When men like country singers challenge how we define gay men, it shows that we shouldn't define men or women by sexual preference at all. When I introduce my heterosexual niece, I don't say, "This is Kim. She's straight." When we're out, I don't introduce my friend by saying, "This is Amy. She has blue eyes." What does it matter? My gay relative is a lot of amazing things — gay is just one of them, and it doesn't in any way define his entire existence.
Much like Billy Gilman and Ty Herndon, my dear family member is the gay guy next door. As someone who loves this relative with every fiber of her being, I tip my cowboy hat to the Billy Gilmans and Ty Herndons of the world. It forces us to think outside what we think we know about people — gay or otherwise.

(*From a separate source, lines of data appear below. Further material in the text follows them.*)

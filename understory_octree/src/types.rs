// Copyright 2025 the Understory Authors
// SPDX-License-Identifier: Apache-2.0 OR MIT

//! Primitive geometry types and helpers.

use alloc::boxed::Box;
use alloc::rc::Rc;
use alloc::sync::Arc;
use core::cmp::Ordering;
use core::fmt::Debug;
use core::ops::{Add, AddAssign, Div, Mul, Neg, Sub, SubAssign};

/// A three-component vector.
///
/// Arithmetic is component-wise, except multiplication and division by a bare
/// scalar, which broadcast the scalar to every component.
#[derive(Copy, Clone, Debug, Default, PartialEq, Eq, Hash)]
pub struct Vec3<T> {
    /// X component.
    pub x: T,
    /// Y component.
    pub y: T,
    /// Z component.
    pub z: T,
}

impl<T> Vec3<T> {
    /// Create a vector from its components.
    #[inline(always)]
    pub const fn new(x: T, y: T, z: T) -> Self {
        Self { x, y, z }
    }

    /// Apply `f` to every component.
    #[inline]
    pub fn map<U, F: FnMut(T) -> U>(self, mut f: F) -> Vec3<U> {
        Vec3 {
            x: f(self.x),
            y: f(self.y),
            z: f(self.z),
        }
    }
}

impl<T: Copy> Vec3<T> {
    /// A vector with all components set to `v`.
    #[inline(always)]
    pub const fn splat(v: T) -> Self {
        Self { x: v, y: v, z: v }
    }

    /// The components as `[x, y, z]`.
    #[inline]
    pub const fn to_array(self) -> [T; 3] {
        [self.x, self.y, self.z]
    }
}

impl<T> Vec3<T>
where
    T: Copy + Add<Output = T> + Sub<Output = T> + Mul<Output = T>,
{
    /// Dot product.
    #[inline]
    pub fn dot(self, other: Self) -> T {
        self.x * other.x + self.y * other.y + self.z * other.z
    }

    /// Right-handed cross product.
    #[inline]
    pub fn cross(self, other: Self) -> Self {
        Self {
            x: self.y * other.z - self.z * other.y,
            y: self.z * other.x - self.x * other.z,
            z: self.x * other.y - self.y * other.x,
        }
    }
}

impl<T> From<[T; 3]> for Vec3<T> {
    #[inline]
    fn from([x, y, z]: [T; 3]) -> Self {
        Self { x, y, z }
    }
}

impl<T> From<Vec3<T>> for [T; 3] {
    #[inline]
    fn from(v: Vec3<T>) -> Self {
        [v.x, v.y, v.z]
    }
}

impl<T: Add<Output = T>> Add for Vec3<T> {
    type Output = Self;

    #[inline]
    fn add(self, rhs: Self) -> Self {
        Self {
            x: self.x + rhs.x,
            y: self.y + rhs.y,
            z: self.z + rhs.z,
        }
    }
}

impl<T: Sub<Output = T>> Sub for Vec3<T> {
    type Output = Self;

    #[inline]
    fn sub(self, rhs: Self) -> Self {
        Self {
            x: self.x - rhs.x,
            y: self.y - rhs.y,
            z: self.z - rhs.z,
        }
    }
}

impl<T: Mul<Output = T>> Mul for Vec3<T> {
    type Output = Self;

    #[inline]
    fn mul(self, rhs: Self) -> Self {
        Self {
            x: self.x * rhs.x,
            y: self.y * rhs.y,
            z: self.z * rhs.z,
        }
    }
}

impl<T: Neg<Output = T>> Neg for Vec3<T> {
    type Output = Self;

    #[inline]
    fn neg(self) -> Self {
        Self {
            x: -self.x,
            y: -self.y,
            z: -self.z,
        }
    }
}

impl<T: AddAssign> AddAssign for Vec3<T> {
    #[inline]
    fn add_assign(&mut self, rhs: Self) {
        self.x += rhs.x;
        self.y += rhs.y;
        self.z += rhs.z;
    }
}

impl<T: SubAssign> SubAssign for Vec3<T> {
    #[inline]
    fn sub_assign(&mut self, rhs: Self) {
        self.x -= rhs.x;
        self.y -= rhs.y;
        self.z -= rhs.z;
    }
}

// Scalar broadcast is implemented per primitive so it cannot overlap with the
// component-wise `Mul<Vec3<T>>` impl above.
macro_rules! impl_scalar_ops {
    ($($t:ty),*) => {$(
        impl Mul<$t> for Vec3<$t> {
            type Output = Self;

            #[inline]
            fn mul(self, rhs: $t) -> Self {
                Self::new(self.x * rhs, self.y * rhs, self.z * rhs)
            }
        }

        impl Mul<Vec3<$t>> for $t {
            type Output = Vec3<$t>;

            #[inline]
            fn mul(self, rhs: Vec3<$t>) -> Vec3<$t> {
                Vec3::new(self * rhs.x, self * rhs.y, self * rhs.z)
            }
        }

        impl Div<$t> for Vec3<$t> {
            type Output = Self;

            #[inline]
            fn div(self, rhs: $t) -> Self {
                Self::new(self.x / rhs, self.y / rhs, self.z / rhs)
            }
        }
    )*};
}

impl_scalar_ops!(f32, f64, i32, i64);

/// Axis-aligned bounding box in 3D.
///
/// Well-formed boxes have `min <= max` on every axis. Construction does not
/// enforce this; see [`Aabb3D::is_well_formed`].
#[derive(Copy, Clone, Debug, Default, PartialEq)]
pub struct Aabb3D<T> {
    /// Minimum corner.
    pub min: Vec3<T>,
    /// Maximum corner.
    pub max: Vec3<T>,
}

impl<T> Aabb3D<T> {
    /// Create a new AABB from min/max corners.
    #[inline(always)]
    pub const fn new(min: Vec3<T>, max: Vec3<T>) -> Self {
        Self { min, max }
    }
}

impl<T: Copy + PartialOrd> Aabb3D<T> {
    /// Whether this AABB contains the point.
    ///
    /// Points on a face are contained.
    #[inline]
    pub fn contains_point(&self, p: Vec3<T>) -> bool {
        self.min.x <= p.x
            && p.x <= self.max.x
            && self.min.y <= p.y
            && p.y <= self.max.y
            && self.min.z <= p.z
            && p.z <= self.max.z
    }

    /// Whether `other` lies entirely inside this AABB.
    ///
    /// The test is inclusive, so a box sharing a face with this one is still
    /// contained, and every well-formed box contains itself.
    ///
    /// # Examples
    ///
    /// ```
    /// use understory_octree::{Aabb3D, Vec3};
    ///
    /// let outer = Aabb3D::new(Vec3::splat(0.0), Vec3::splat(4.0));
    /// let flush = Aabb3D::new(Vec3::new(0.0, 1.0, 1.0), Vec3::new(2.0, 4.0, 2.0));
    /// assert!(outer.contains(&flush));
    /// assert!(outer.contains(&outer));
    ///
    /// let poking_out = Aabb3D::new(Vec3::splat(1.0), Vec3::new(2.0, 2.0, 4.5));
    /// assert!(!outer.contains(&poking_out));
    /// ```
    #[inline]
    pub fn contains(&self, other: &Self) -> bool {
        self.min.x <= other.min.x
            && other.max.x <= self.max.x
            && self.min.y <= other.min.y
            && other.max.y <= self.max.y
            && self.min.z <= other.min.z
            && other.max.z <= self.max.z
    }

    /// Determines whether this AABB overlaps with another in any way.
    ///
    /// Faces are considered part of the box, so two AABBs that only touch
    /// overlap.
    #[inline]
    pub fn overlaps(&self, other: &Self) -> bool {
        self.min.x <= other.max.x
            && self.max.x >= other.min.x
            && self.min.y <= other.max.y
            && self.max.y >= other.min.y
            && self.min.z <= other.max.z
            && self.max.z >= other.min.z
    }

    /// Whether `min <= max` on every axis.
    ///
    /// Any NaN component makes the box malformed.
    #[inline]
    pub fn is_well_formed(&self) -> bool {
        self.min.x <= self.max.x && self.min.y <= self.max.y && self.min.z <= self.max.z
    }

    /// The smallest AABB enclosing both boxes.
    #[inline]
    pub fn union(&self, other: &Self) -> Self {
        Self {
            min: Vec3::new(
                min_t(self.min.x, other.min.x),
                min_t(self.min.y, other.min.y),
                min_t(self.min.z, other.min.z),
            ),
            max: Vec3::new(
                max_t(self.max.x, other.max.x),
                max_t(self.max.y, other.max.y),
                max_t(self.max.z, other.max.z),
            ),
        }
    }
}

impl<T: Scalar> Aabb3D<T> {
    /// Create a cube around `center` extending `half_size` along every axis.
    #[inline]
    pub fn from_center_half_size(center: Vec3<T>, half_size: T) -> Self {
        let h = Vec3::splat(half_size);
        Self {
            min: center - h,
            max: center + h,
        }
    }

    /// Center of the box.
    #[inline]
    pub fn center(&self) -> Vec3<T> {
        Vec3::new(
            T::mid(self.min.x, self.max.x),
            T::mid(self.min.y, self.max.y),
            T::mid(self.min.z, self.max.z),
        )
    }

    /// Extent along each axis (`max - min`).
    #[inline]
    pub fn size(&self) -> Vec3<T> {
        self.max - self.min
    }

    /// Whether every component is finite.
    #[inline]
    pub fn is_finite(&self) -> bool {
        let Self { min, max } = *self;
        [min.x, min.y, min.z, max.x, max.y, max.z]
            .into_iter()
            .all(T::is_finite)
    }
}

/// Floating-point scalar abstraction used by bounds and octree math.
///
/// Child derivation halves extents, so only binary floating-point types
/// implement this trait; there, halving and doubling are exact.
pub trait Scalar:
    Copy
    + PartialOrd
    + Debug
    + Add<Output = Self>
    + Sub<Output = Self>
    + Mul<Output = Self>
    + Div<Output = Self>
    + Neg<Output = Self>
{
    /// Zero value for the scalar type.
    fn zero() -> Self;

    /// One half.
    fn half() -> Self;

    /// Two.
    fn two() -> Self;

    /// Whether the value is neither infinite nor NaN.
    fn is_finite(v: Self) -> bool;

    /// Midpoint between a and b.
    fn mid(a: Self, b: Self) -> Self;
}

impl Scalar for f32 {
    #[inline(always)]
    fn zero() -> Self {
        0.0
    }

    #[inline(always)]
    fn half() -> Self {
        0.5
    }

    #[inline(always)]
    fn two() -> Self {
        2.0
    }

    #[inline]
    fn is_finite(v: Self) -> bool {
        v.is_finite()
    }

    #[inline]
    fn mid(a: Self, b: Self) -> Self {
        0.5 * (a + b)
    }
}

impl Scalar for f64 {
    #[inline(always)]
    fn zero() -> Self {
        0.0
    }

    #[inline(always)]
    fn half() -> Self {
        0.5
    }

    #[inline(always)]
    fn two() -> Self {
        2.0
    }

    #[inline]
    fn is_finite(v: Self) -> bool {
        v.is_finite()
    }

    #[inline]
    fn mid(a: Self, b: Self) -> Self {
        0.5 * (a + b)
    }
}

/// Objects that can be placed in an [`Octree`][crate::Octree].
///
/// The returned box must be expressed in the tree's coordinate space and must
/// stay stable while the object is indexed; the tree does not re-place objects
/// whose bounds change after insertion.
pub trait Bounded<T> {
    /// Bounding box of the object.
    fn aabb(&self) -> Aabb3D<T>;
}

impl<T: Copy> Bounded<T> for Aabb3D<T> {
    #[inline]
    fn aabb(&self) -> Self {
        *self
    }
}

/// A value paired with its bounds, such as an entity id.
impl<T: Copy, V> Bounded<T> for (V, Aabb3D<T>) {
    #[inline]
    fn aabb(&self) -> Aabb3D<T> {
        self.1
    }
}

impl<T, O: Bounded<T> + ?Sized> Bounded<T> for &O {
    #[inline]
    fn aabb(&self) -> Aabb3D<T> {
        (**self).aabb()
    }
}

impl<T, O: Bounded<T> + ?Sized> Bounded<T> for &mut O {
    #[inline]
    fn aabb(&self) -> Aabb3D<T> {
        (**self).aabb()
    }
}

impl<T, O: Bounded<T> + ?Sized> Bounded<T> for Box<O> {
    #[inline]
    fn aabb(&self) -> Aabb3D<T> {
        (**self).aabb()
    }
}

impl<T, O: Bounded<T> + ?Sized> Bounded<T> for Rc<O> {
    #[inline]
    fn aabb(&self) -> Aabb3D<T> {
        (**self).aabb()
    }
}

impl<T, O: Bounded<T> + ?Sized> Bounded<T> for Arc<O> {
    #[inline]
    fn aabb(&self) -> Aabb3D<T> {
        (**self).aabb()
    }
}

#[cfg(feature = "glam")]
mod glam_interop {
    use super::Vec3;

    impl From<glam::Vec3> for Vec3<f32> {
        #[inline]
        fn from(v: glam::Vec3) -> Self {
            Self::new(v.x, v.y, v.z)
        }
    }

    impl From<Vec3<f32>> for glam::Vec3 {
        #[inline]
        fn from(v: Vec3<f32>) -> Self {
            Self::new(v.x, v.y, v.z)
        }
    }

    impl From<glam::DVec3> for Vec3<f64> {
        #[inline]
        fn from(v: glam::DVec3) -> Self {
            Self::new(v.x, v.y, v.z)
        }
    }

    impl From<Vec3<f64>> for glam::DVec3 {
        #[inline]
        fn from(v: Vec3<f64>) -> Self {
            Self::new(v.x, v.y, v.z)
        }
    }
}

pub(crate) fn min_t<T: PartialOrd + Copy>(a: T, b: T) -> T {
    match a.partial_cmp(&b) {
        Some(Ordering::Greater) => b,
        _ => a,
    }
}

pub(crate) fn max_t<T: PartialOrd + Copy>(a: T, b: T) -> T {
    match a.partial_cmp(&b) {
        Some(Ordering::Less) => b,
        _ => a,
    }
}

#[cfg(test)]
mod tests {
    use super::{Aabb3D, Vec3};

    fn cube(min: f32, max: f32) -> Aabb3D<f32> {
        Aabb3D::new(Vec3::splat(min), Vec3::splat(max))
    }

    #[test]
    fn vector_arithmetic() {
        let a = Vec3::new(1.0_f32, 2.0, 3.0);
        let b = Vec3::new(4.0_f32, 5.0, 6.0);
        assert_eq!(a + b, Vec3::new(5.0, 7.0, 9.0));
        assert_eq!(b - a, Vec3::new(3.0, 3.0, 3.0));
        assert_eq!(a * b, Vec3::new(4.0, 10.0, 18.0));
        assert_eq!(a * 2.0, Vec3::new(2.0, 4.0, 6.0));
        assert_eq!(2.0 * a, a * 2.0);
        assert_eq!(b / 2.0, Vec3::new(2.0, 2.5, 3.0));
        assert_eq!(-a, Vec3::new(-1.0, -2.0, -3.0));

        let mut c = a;
        c += b;
        c -= a;
        assert_eq!(c, b);
    }

    #[test]
    fn integer_vectors() {
        let a = Vec3::new(1_i32, -2, 3);
        assert_eq!(a * 3, Vec3::new(3, -6, 9));
        assert_eq!(a.dot(a), 14);
        assert_eq!(a.map(i64::from), Vec3::new(1_i64, -2, 3));
    }

    #[test]
    fn dot_and_cross_are_right_handed() {
        let x = Vec3::new(1.0_f64, 0.0, 0.0);
        let y = Vec3::new(0.0_f64, 1.0, 0.0);
        let z = Vec3::new(0.0_f64, 0.0, 1.0);
        assert_eq!(x.cross(y), z);
        assert_eq!(y.cross(z), x);
        assert_eq!(z.cross(x), y);
        assert_eq!(y.cross(x), -z);
        assert_eq!(x.dot(y), 0.0);
        assert_eq!(Vec3::new(1.0, 2.0, 3.0).dot(Vec3::new(4.0, -5.0, 6.0)), 12.0);
    }

    #[test]
    fn center_half_size_constructor() {
        let b = Aabb3D::from_center_half_size(Vec3::new(1.0_f32, -1.0, 0.0), 2.0);
        assert_eq!(b.min, Vec3::new(-1.0, -3.0, -2.0));
        assert_eq!(b.max, Vec3::new(3.0, 1.0, 2.0));
        assert_eq!(b.center(), Vec3::new(1.0, -1.0, 0.0));
        assert_eq!(b.size(), Vec3::splat(4.0));
    }

    #[test]
    fn point_containment_is_inclusive() {
        let b = cube(0.0, 1.0);
        assert!(b.contains_point(Vec3::splat(0.0)));
        assert!(b.contains_point(Vec3::splat(1.0)));
        assert!(b.contains_point(Vec3::new(0.5, 1.0, 0.0)));
        assert!(!b.contains_point(Vec3::new(0.5, 1.0, 1.01)));
        assert!(!b.contains_point(Vec3::new(-0.01, 0.5, 0.5)));
    }

    #[test]
    fn box_containment_checks_every_axis() {
        let outer = cube(-1.0, 1.0);
        assert!(outer.contains(&outer), "containment is reflexive");
        assert!(outer.contains(&cube(-0.5, 0.5)));
        assert!(outer.contains(&Aabb3D::new(
            Vec3::new(-1.0, -0.2, 0.0),
            Vec3::new(0.0, 0.2, 1.0)
        )));
        // Only the z extent leaves the box.
        let z_out = Aabb3D::new(Vec3::new(0.0, 0.0, -2.0), Vec3::new(0.5, 0.5, 0.5));
        assert!(!outer.contains(&z_out));
        let z_out_max = Aabb3D::new(Vec3::new(0.0, 0.0, 0.0), Vec3::new(0.5, 0.5, 1.5));
        assert!(!outer.contains(&z_out_max));
        assert!(!cube(-0.5, 0.5).contains(&outer));
    }

    #[test]
    fn overlap_and_union() {
        let a = cube(0.0, 1.0);
        let b = cube(1.0, 2.0);
        let c = cube(1.5, 3.0);
        assert!(a.overlaps(&b), "touching faces overlap");
        assert!(!a.overlaps(&c));
        assert_eq!(a.union(&c), cube(0.0, 3.0));
    }

    #[test]
    fn well_formed_and_finite() {
        assert!(cube(0.0, 0.0).is_well_formed());
        assert!(!cube(1.0, 0.0).is_well_formed());
        let nan = Aabb3D::new(Vec3::new(f32::NAN, 0.0, 0.0), Vec3::splat(1.0));
        assert!(!nan.is_well_formed());
        assert!(!nan.is_finite());
        let inf = Aabb3D::new(Vec3::splat(0.0), Vec3::new(1.0, f32::INFINITY, 1.0));
        assert!(inf.is_well_formed());
        assert!(!inf.is_finite());
    }
}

It gets us thinking that the bearded hunk at the coffee shop may be gay. The stud in the flannel shirt at the end of the bar might be gay. Half the NFL may be gay. Whether they be masculine or more in touch with their feminine side, gay people (like straight people) represent every group — cowboys, truckers, mountain men, athletes, stylists, florists. The sooner more men like Billy Gilman and Ty Herndon come out, the quicker we can dismantle our preconceived notions and move on.